## Work to be completed
Which lines of the data contain the string "Some"? Show each of them.

## Source records
____

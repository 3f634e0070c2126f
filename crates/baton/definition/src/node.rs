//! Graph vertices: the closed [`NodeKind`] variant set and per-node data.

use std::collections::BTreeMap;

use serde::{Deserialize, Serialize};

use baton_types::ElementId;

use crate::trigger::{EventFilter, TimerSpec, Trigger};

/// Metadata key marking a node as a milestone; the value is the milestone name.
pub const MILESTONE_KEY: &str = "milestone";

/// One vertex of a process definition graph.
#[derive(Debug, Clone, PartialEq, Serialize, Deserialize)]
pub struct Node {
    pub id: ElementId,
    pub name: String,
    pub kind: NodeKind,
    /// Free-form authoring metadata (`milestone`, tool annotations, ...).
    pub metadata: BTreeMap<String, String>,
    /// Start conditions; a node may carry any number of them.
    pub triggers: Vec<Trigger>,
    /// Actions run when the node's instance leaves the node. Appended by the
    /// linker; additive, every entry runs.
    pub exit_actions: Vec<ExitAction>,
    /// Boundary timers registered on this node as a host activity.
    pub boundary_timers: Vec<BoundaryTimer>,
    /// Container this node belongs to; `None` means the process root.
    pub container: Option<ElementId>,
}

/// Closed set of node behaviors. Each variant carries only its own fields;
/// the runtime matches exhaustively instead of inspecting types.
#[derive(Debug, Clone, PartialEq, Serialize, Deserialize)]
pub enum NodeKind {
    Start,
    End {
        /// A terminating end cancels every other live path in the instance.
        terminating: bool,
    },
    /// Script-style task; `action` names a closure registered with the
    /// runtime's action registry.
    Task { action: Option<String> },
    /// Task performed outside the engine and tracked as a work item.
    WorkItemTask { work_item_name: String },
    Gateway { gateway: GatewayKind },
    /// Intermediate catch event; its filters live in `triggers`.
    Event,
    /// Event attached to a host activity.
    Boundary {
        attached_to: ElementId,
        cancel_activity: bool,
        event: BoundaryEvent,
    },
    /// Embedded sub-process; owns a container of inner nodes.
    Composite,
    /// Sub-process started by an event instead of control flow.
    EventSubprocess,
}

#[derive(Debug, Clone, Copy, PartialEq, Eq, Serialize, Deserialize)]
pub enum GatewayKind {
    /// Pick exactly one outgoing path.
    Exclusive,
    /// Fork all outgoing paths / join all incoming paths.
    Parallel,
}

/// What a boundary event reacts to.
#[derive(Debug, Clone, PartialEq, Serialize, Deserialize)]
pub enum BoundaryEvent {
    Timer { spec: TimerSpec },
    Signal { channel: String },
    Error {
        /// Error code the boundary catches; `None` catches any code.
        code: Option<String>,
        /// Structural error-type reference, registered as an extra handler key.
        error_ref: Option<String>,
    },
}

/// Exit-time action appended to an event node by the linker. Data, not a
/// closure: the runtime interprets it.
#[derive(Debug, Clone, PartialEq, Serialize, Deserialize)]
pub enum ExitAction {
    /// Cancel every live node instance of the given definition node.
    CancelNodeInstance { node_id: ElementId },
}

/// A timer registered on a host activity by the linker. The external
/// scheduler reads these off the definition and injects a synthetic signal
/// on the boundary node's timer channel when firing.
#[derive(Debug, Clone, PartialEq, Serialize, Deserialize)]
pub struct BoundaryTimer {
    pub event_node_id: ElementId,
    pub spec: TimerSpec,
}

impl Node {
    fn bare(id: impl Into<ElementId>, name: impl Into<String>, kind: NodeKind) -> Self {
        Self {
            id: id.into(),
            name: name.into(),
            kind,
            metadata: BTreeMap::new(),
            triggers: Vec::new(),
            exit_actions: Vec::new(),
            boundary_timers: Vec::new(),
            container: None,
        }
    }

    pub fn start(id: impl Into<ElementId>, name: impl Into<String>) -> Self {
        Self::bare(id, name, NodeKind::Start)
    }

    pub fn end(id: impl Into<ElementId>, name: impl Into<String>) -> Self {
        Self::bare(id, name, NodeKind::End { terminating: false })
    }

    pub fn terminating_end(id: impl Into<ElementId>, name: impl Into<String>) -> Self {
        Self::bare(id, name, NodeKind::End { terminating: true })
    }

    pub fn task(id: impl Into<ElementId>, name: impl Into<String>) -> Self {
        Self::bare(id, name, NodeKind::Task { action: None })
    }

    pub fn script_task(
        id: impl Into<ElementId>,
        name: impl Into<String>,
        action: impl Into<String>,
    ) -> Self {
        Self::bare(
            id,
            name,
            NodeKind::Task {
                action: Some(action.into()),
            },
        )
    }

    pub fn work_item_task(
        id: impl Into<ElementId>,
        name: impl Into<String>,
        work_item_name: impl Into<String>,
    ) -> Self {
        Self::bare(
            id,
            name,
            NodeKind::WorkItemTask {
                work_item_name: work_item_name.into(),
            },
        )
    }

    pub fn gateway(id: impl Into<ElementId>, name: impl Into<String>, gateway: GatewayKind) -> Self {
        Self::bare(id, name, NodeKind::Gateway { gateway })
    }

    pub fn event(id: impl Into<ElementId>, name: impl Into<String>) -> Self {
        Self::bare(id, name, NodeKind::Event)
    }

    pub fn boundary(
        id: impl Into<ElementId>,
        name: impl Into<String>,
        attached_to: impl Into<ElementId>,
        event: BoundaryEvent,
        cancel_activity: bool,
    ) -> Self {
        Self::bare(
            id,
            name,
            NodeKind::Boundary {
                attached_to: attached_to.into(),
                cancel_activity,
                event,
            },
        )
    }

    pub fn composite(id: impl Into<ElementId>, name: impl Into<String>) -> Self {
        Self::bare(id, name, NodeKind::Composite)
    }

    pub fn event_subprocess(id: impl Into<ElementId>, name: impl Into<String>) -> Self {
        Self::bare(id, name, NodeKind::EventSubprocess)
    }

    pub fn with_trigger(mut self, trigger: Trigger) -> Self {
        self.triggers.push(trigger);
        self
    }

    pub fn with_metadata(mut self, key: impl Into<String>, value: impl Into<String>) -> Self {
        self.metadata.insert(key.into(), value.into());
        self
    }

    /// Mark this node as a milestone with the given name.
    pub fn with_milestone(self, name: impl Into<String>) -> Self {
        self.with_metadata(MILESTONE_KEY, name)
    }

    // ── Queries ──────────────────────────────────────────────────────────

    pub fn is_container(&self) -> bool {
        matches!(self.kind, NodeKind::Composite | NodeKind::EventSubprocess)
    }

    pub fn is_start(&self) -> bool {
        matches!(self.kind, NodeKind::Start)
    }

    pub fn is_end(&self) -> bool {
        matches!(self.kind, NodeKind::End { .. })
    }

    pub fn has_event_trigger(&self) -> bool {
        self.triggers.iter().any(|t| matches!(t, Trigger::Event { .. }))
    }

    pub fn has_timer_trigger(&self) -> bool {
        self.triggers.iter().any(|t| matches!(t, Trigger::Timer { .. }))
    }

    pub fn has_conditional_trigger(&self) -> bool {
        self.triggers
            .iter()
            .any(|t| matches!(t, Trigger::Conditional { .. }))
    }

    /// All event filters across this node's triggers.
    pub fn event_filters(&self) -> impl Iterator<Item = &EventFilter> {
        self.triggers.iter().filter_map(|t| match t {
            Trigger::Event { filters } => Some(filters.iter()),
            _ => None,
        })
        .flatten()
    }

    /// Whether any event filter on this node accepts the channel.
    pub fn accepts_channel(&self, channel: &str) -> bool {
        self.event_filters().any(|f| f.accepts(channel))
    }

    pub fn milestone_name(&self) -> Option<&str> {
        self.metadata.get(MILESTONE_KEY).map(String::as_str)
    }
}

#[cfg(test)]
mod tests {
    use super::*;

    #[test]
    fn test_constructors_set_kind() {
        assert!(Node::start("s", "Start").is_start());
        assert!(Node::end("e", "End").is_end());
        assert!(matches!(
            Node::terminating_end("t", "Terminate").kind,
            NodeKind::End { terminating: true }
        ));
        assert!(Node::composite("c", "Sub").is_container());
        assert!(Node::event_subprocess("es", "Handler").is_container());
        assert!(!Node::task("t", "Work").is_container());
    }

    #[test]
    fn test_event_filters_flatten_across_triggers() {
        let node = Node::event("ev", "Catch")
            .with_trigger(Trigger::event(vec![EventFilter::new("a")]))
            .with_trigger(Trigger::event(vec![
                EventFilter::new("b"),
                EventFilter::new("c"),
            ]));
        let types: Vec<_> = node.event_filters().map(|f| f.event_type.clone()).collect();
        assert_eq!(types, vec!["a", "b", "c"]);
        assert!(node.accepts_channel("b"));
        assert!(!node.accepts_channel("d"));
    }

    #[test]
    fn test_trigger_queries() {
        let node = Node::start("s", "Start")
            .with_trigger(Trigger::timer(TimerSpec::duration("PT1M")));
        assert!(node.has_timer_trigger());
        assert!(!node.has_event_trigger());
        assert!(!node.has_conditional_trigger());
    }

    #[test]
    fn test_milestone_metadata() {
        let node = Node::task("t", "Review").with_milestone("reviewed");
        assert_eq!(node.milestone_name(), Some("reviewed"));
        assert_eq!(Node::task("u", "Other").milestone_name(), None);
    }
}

____

## Solution to this exercise
                action: Some(action.into()),
            Trigger::Event { filters } => Some(filters.iter()),
        assert_eq!(node.milestone_name(), Some("reviewed"));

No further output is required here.